Рассеялись подозрения западников, однако, не без некоторых существенных нравственных утрат для нашего драматурга в среде московских его друзей; исчезла рознь в закулисном мире, и число исполнителей увеличилось, обогатившись крупными силами, — и Островский действительно стал счастливым человеком, как подсказал Садовский в день покаяния и примирения Щепкина.[77][78]
Зависть, всегда неразлучная спутница всяких успехов, а тем более столь быстрых, не перешла в ненависть, от которой обычно происходит много бед. Во многом помогла здесь, мягкая, нежная природа самого драматурга, который сдержанностью характера и величавым хладнокровием умел ослаблять силу ударов врагов и сдерживать пылкие порывы союзников. Ветки терновника, вплетенные в его лавровый венец, не были для него настолько болезненно колючими, чтобы привести в раздражение. Настоящего горячего или стойкого боя по этой причине не произошло, и даже злому языку водевилиста Ленского, искавшего всюду хотя бы единую кроху для красного словца, здесь не было пищи. Слишком ярко выступало приветливое обхождение с равными и большими, ободряющая ласка к малым и незаметным; с большим тактом устраивались и уладились истинно товарищеские, взаимно помогающие отношения, и всегда теплое домашнее гостеприимство и радушная хлеб-соль попросту, а нередко и с затеями.
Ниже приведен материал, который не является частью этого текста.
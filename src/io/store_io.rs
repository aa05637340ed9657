use std::ffi::OsString;
use std::fs;
use std::io::{self, Write};
use std::path::{Path, PathBuf};

use serde::Serialize;
use serde::de::DeserializeOwned;
use tempfile::NamedTempFile;
use tracing::debug;

use crate::io::config_io::{self, ConfigError};
use crate::model::workspace::Workspace;

/// Environment variable naming the data directory
pub const DATA_DIR_ENV: &str = "FOCUSFLOW_DIR";

/// Error type for loading and saving stores
#[derive(Debug, thiserror::Error)]
pub enum StoreError {
    #[error("no data directory: set FOCUSFLOW_DIR, XDG_DATA_HOME or HOME, or pass --data-dir")]
    NoDataDir,
    #[error("could not read {path}: {source}")]
    Read { path: PathBuf, source: io::Error },
    #[error("could not write {path}: {source}")]
    Write { path: PathBuf, source: io::Error },
    #[error("could not parse {path}: {source}")]
    Parse {
        path: PathBuf,
        source: serde_json::Error,
    },
    #[error("could not serialize {slot}: {source}")]
    Serialize {
        slot: &'static str,
        source: serde_json::Error,
    },
    #[error(transparent)]
    Config(#[from] ConfigError),
}

/// One persisted aggregate per store, each in its own file
#[derive(Debug, Clone, Copy, PartialEq, Eq)]
pub enum Slot {
    Tasks,
    Habits,
    Focus,
    BrainDump,
}

impl Slot {
    pub const ALL: [Slot; 4] = [Slot::Tasks, Slot::Habits, Slot::Focus, Slot::BrainDump];

    pub fn file_name(self) -> &'static str {
        match self {
            Slot::Tasks => "tasks.json",
            Slot::Habits => "habits.json",
            Slot::Focus => "focus.json",
            Slot::BrainDump => "brain-dump.json",
        }
    }
}

// ---------------------------------------------------------------------------
// Data directory
// ---------------------------------------------------------------------------

/// Pick the data directory: an explicit path, else `FOCUSFLOW_DIR`, else
/// `$XDG_DATA_HOME/focusflow`, else `$HOME/.local/share/focusflow`.
pub fn resolve_data_dir(explicit: Option<&Path>) -> Result<PathBuf, StoreError> {
    resolve_data_dir_with(explicit, |key| std::env::var_os(key))
}

/// `resolve_data_dir` with the environment supplied by the caller
pub fn resolve_data_dir_with(
    explicit: Option<&Path>,
    env: impl Fn(&str) -> Option<OsString>,
) -> Result<PathBuf, StoreError> {
    if let Some(dir) = explicit {
        return Ok(dir.to_path_buf());
    }
    let non_empty = |key: &str| env(key).filter(|v| !v.is_empty());
    if let Some(dir) = non_empty(DATA_DIR_ENV) {
        return Ok(PathBuf::from(dir));
    }
    if let Some(xdg) = non_empty("XDG_DATA_HOME") {
        return Ok(PathBuf::from(xdg).join("focusflow"));
    }
    if let Some(home) = non_empty("HOME") {
        return Ok(PathBuf::from(home).join(".local/share/focusflow"));
    }
    Err(StoreError::NoDataDir)
}

pub fn ensure_data_dir(dir: &Path) -> Result<(), StoreError> {
    fs::create_dir_all(dir).map_err(|source| StoreError::Write {
        path: dir.to_path_buf(),
        source,
    })
}

// ---------------------------------------------------------------------------
// Slots
// ---------------------------------------------------------------------------

/// Write `content` to `path` atomically using a temp file + rename.
pub fn atomic_write(path: &Path, content: &[u8]) -> io::Result<()> {
    let dir = path.parent().unwrap_or(Path::new("."));
    let mut tmp = NamedTempFile::new_in(dir)?;
    tmp.write_all(content)?;
    tmp.flush()?;
    tmp.persist(path).map_err(|e| e.error)?;
    Ok(())
}

/// Read one slot. A missing file is the default aggregate; a malformed
/// one is an error.
pub fn load_slot<T: DeserializeOwned + Default>(dir: &Path, slot: Slot) -> Result<T, StoreError> {
    let path = dir.join(slot.file_name());
    let text = match fs::read_to_string(&path) {
        Ok(text) => text,
        Err(e) if e.kind() == io::ErrorKind::NotFound => {
            debug!(slot = slot.file_name(), "slot missing, using defaults");
            return Ok(T::default());
        }
        Err(source) => return Err(StoreError::Read { path, source }),
    };
    serde_json::from_str(&text).map_err(|source| StoreError::Parse { path, source })
}

/// Replace one slot with the full serialised aggregate.
pub fn save_slot<T: Serialize>(dir: &Path, slot: Slot, value: &T) -> Result<(), StoreError> {
    let mut json = serde_json::to_string_pretty(value).map_err(|source| StoreError::Serialize {
        slot: slot.file_name(),
        source,
    })?;
    json.push('\n');
    let path = dir.join(slot.file_name());
    atomic_write(&path, json.as_bytes()).map_err(|source| StoreError::Write { path, source })?;
    debug!(slot = slot.file_name(), bytes = json.len(), "slot saved");
    Ok(())
}

// ---------------------------------------------------------------------------
// Workspace
// ---------------------------------------------------------------------------

/// Load config and every slot from `dir`. The directory need not exist.
pub fn load_workspace(dir: &Path) -> Result<Workspace, StoreError> {
    let mut ws = Workspace::empty(dir.to_path_buf());
    ws.config = config_io::load_config(dir)?;
    ws.tasks = load_slot(dir, Slot::Tasks)?;
    ws.habits = load_slot(dir, Slot::Habits)?;
    ws.focus = load_slot(dir, Slot::Focus)?;
    ws.brain_dump = load_slot(dir, Slot::BrainDump)?;
    debug!(
        dir = %dir.display(),
        tasks = ws.tasks.tasks.len(),
        habits = ws.habits.habits.len(),
        sessions = ws.focus.sessions.len(),
        items = ws.brain_dump.items.len(),
        "workspace loaded"
    );
    Ok(ws)
}

/// Write the given slots of `ws`, creating the data directory if needed.
pub fn save_slots(ws: &Workspace, slots: &[Slot]) -> Result<(), StoreError> {
    ensure_data_dir(&ws.data_dir)?;
    for slot in slots {
        match slot {
            Slot::Tasks => save_slot(&ws.data_dir, *slot, &ws.tasks)?,
            Slot::Habits => save_slot(&ws.data_dir, *slot, &ws.habits)?,
            Slot::Focus => save_slot(&ws.data_dir, *slot, &ws.focus)?,
            Slot::BrainDump => save_slot(&ws.data_dir, *slot, &ws.brain_dump)?,
        }
    }
    Ok(())
}

pub fn save_workspace(ws: &Workspace) -> Result<(), StoreError> {
    save_slots(ws, &Slot::ALL)
}
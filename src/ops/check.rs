use std::collections::{BTreeMap, HashSet};

use chrono::{DateTime, Duration, Utc};
use serde::Serialize;
use tracing::warn;
use uuid::Uuid;

use crate::model::habit::HabitId;
use crate::model::task::{HABIT_TAG, Task, UNCATEGORIZED};
use crate::model::workspace::Workspace;
use crate::ops::clock::Clock;

/// An open focus session older than this is reported as stale
pub const STALE_SESSION_HOURS: i64 = 24;

/// Structured result from `ff check`, suitable for --json output.
#[derive(Debug, Default, Serialize)]
pub struct CheckResult {
    pub valid: bool,
    pub errors: Vec<CheckError>,
    pub warnings: Vec<CheckWarning>,
}

/// A validation error (something that should be fixed).
#[derive(Debug, Clone, PartialEq, Serialize)]
#[serde(tag = "type")]
pub enum CheckError {
    /// Two or more habits share a title, so legacy title links are ambiguous
    #[serde(rename = "duplicate_habit_title")]
    DuplicateHabitTitle { title: String, habit_ids: Vec<HabitId> },
    /// A task is linked to a habit that no longer exists
    #[serde(rename = "orphan_habit_task")]
    OrphanHabitTask { task_id: Uuid, habit_id: HabitId },
    /// A processed brain dump item points at a missing task
    #[serde(rename = "dangling_brain_dump_link")]
    DanglingBrainDumpLink { item_id: Uuid, task_id: Uuid },
}

/// A validation warning (non-critical issue).
#[derive(Debug, Clone, PartialEq, Serialize)]
#[serde(tag = "type")]
pub enum CheckWarning {
    /// The open session started long ago and was probably forgotten
    #[serde(rename = "stale_session")]
    StaleSession {
        session_id: Uuid,
        started: DateTime<Utc>,
    },
    /// A task's category is not in the vocabulary
    #[serde(rename = "unknown_category")]
    UnknownCategory { task_id: Uuid, category: String },
    /// A task tagged `habit` that matches no habit by link or title
    #[serde(rename = "unlinked_habit_task")]
    UnlinkedHabitTask { task_id: Uuid, title: String },
}

// ---------------------------------------------------------------------------
// Main check entry point
// ---------------------------------------------------------------------------

/// Validate a workspace and return structured results.
///
/// Read-only; nothing in the workspace is modified.
pub fn check_workspace(ws: &Workspace, clock: &dyn Clock) -> CheckResult {
    let mut result = CheckResult::default();
    check_habits(ws, &mut result);
    check_tasks(ws, &mut result);
    check_brain_dump(ws, &mut result);
    check_focus(ws, clock, &mut result);
    result.valid = result.errors.is_empty();
    result
}

fn check_habits(ws: &Workspace, result: &mut CheckResult) {
    let mut by_title: BTreeMap<&str, Vec<HabitId>> = BTreeMap::new();
    for habit in ws.habits.habits.values() {
        by_title.entry(habit.title.as_str()).or_default().push(habit.id);
    }
    for (title, habit_ids) in by_title {
        if habit_ids.len() > 1 {
            result.errors.push(CheckError::DuplicateHabitTitle {
                title: title.to_string(),
                habit_ids,
            });
        }
    }
}

fn check_tasks(ws: &Workspace, result: &mut CheckResult) {
    let titles: HashSet<&str> = ws.habits.habits.values().map(|h| h.title.as_str()).collect();

    for task in ws.tasks.tasks.values() {
        match task.habit_id {
            Some(habit_id) if !ws.habits.habits.contains_key(&habit_id) => {
                result.errors.push(CheckError::OrphanHabitTask {
                    task_id: task.id,
                    habit_id,
                });
            }
            None if task.has_tag(HABIT_TAG) && !titles.contains(task.title.as_str()) => {
                result.warnings.push(CheckWarning::UnlinkedHabitTask {
                    task_id: task.id,
                    title: task.title.clone(),
                });
            }
            _ => {}
        }

        if !category_known(ws, task) {
            result.warnings.push(CheckWarning::UnknownCategory {
                task_id: task.id,
                category: task.category.clone(),
            });
        }
    }
}

/// `Uncategorized` is always known. Habit tasks inherit their habit's
/// category, so habit categories count for them too.
fn category_known(ws: &Workspace, task: &Task) -> bool {
    let category = task.category.as_str();
    if category == UNCATEGORIZED || ws.tasks.categories.iter().any(|c| c == category) {
        return true;
    }
    let habit_task = task.habit_id.is_some() || task.has_tag(HABIT_TAG);
    habit_task && ws.habits.categories.iter().any(|c| c == category)
}

fn check_brain_dump(ws: &Workspace, result: &mut CheckResult) {
    for item in &ws.brain_dump.items {
        if let Some(task_id) = item.converted_to_task_id
            && !ws.tasks.tasks.contains_key(&task_id)
        {
            result.errors.push(CheckError::DanglingBrainDumpLink {
                item_id: item.id,
                task_id,
            });
        }
    }
}

fn check_focus(ws: &Workspace, clock: &dyn Clock, result: &mut CheckResult) {
    if let Some(current) = &ws.focus.current
        && clock.now() - current.start_time > Duration::hours(STALE_SESSION_HOURS)
    {
        warn!(session = %current.id, started = %current.start_time, "focus session left open");
        result.warnings.push(CheckWarning::StaleSession {
            session_id: current.id,
            started: current.start_time,
        });
    }
}

// ---------------------------------------------------------------------------
// Tests
// ---------------------------------------------------------------------------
— Проходил мимо Генералова, — говаривал дома милый хозяин, привычным особенным приемом поправляя свою густую, круто подстриженную бороду, — глядит в окно провесная белорыбица, точно сливки…
— Да и у Арсентьевича она не хуже: садитесь — попробуйте, — следовал ответ и наглядное доказательство.
Или так:
— В кофейной у Печкина на карту поставили суп из сморчков…
— Да и в наш суп они сегодня попали… — и т. п.
Так это было, по крайней мере, в те годы, когда возрастала слава и устанавливались литературные и общественные отношения этого дорогого человека. Дорог он был своими сердечными упрощенными отношениями. Шутливым советом И. Ф. Горбунову запастись белою фуражкой с кокардой, чтобы уже очень не обижали ямщики на бойком Петербургском шоссе и притом еще во время ярмарки, проводил он нас обоих в путь на Волгу и дальше из своего укромного и теплого гнездышка.[79] Дружескими советами с крепким объятием и прощальным словом, в котором чувствовалась скрытая жгучая слеза разлуки, любовно напутствовал, отечески благословлял он и меня в дальний путь по Сибири на далекий неведомый Амур.[80] За больным Писемским, возвратившимся из путешествия по устьям Волги,[81] истощенным астраханскою лихорадкой, он ходил, как за ребенком, и посылал жене его в деревню успокоительные письма, а впоследствии заботливо защитил его от легкомысленных и скороспелых обвинений в том, что он из поездки своей ничего не вывез и там ничего не делал. Эти доказательства дружеских отношений и братских чувств, которым и вмале он был много верен, приводятся здесь не только по чувству личной благодарности, но и с уверением, что подобных примеров в жизни нашего великого писателя было много, чрезвычайно много. К Садовскому, например, он простер свою дружбу до того, что вместе с ним и исключительно для него приехал в Петербург на первые гастроли артиста; зная нелюбовь его к Петербургу, терпеливо выдержал с ним затворничество в меблированных комнатах Толмазова переулка, и, если настояла надобность выезда, сопровождал его лишь туда, где его не могли сильно огорчить и сам он не мог резко проговориться. На защиту обвиняемых друзей в эпоху всеобщего отрицания (как, например, на обеденных собраниях у Некрасова) Островский, здесь всегда серьезный и очень сдержанный, более молчаливый и прислушливый, чем разговорчивый, выступал с горячностью и убедительностью.[82]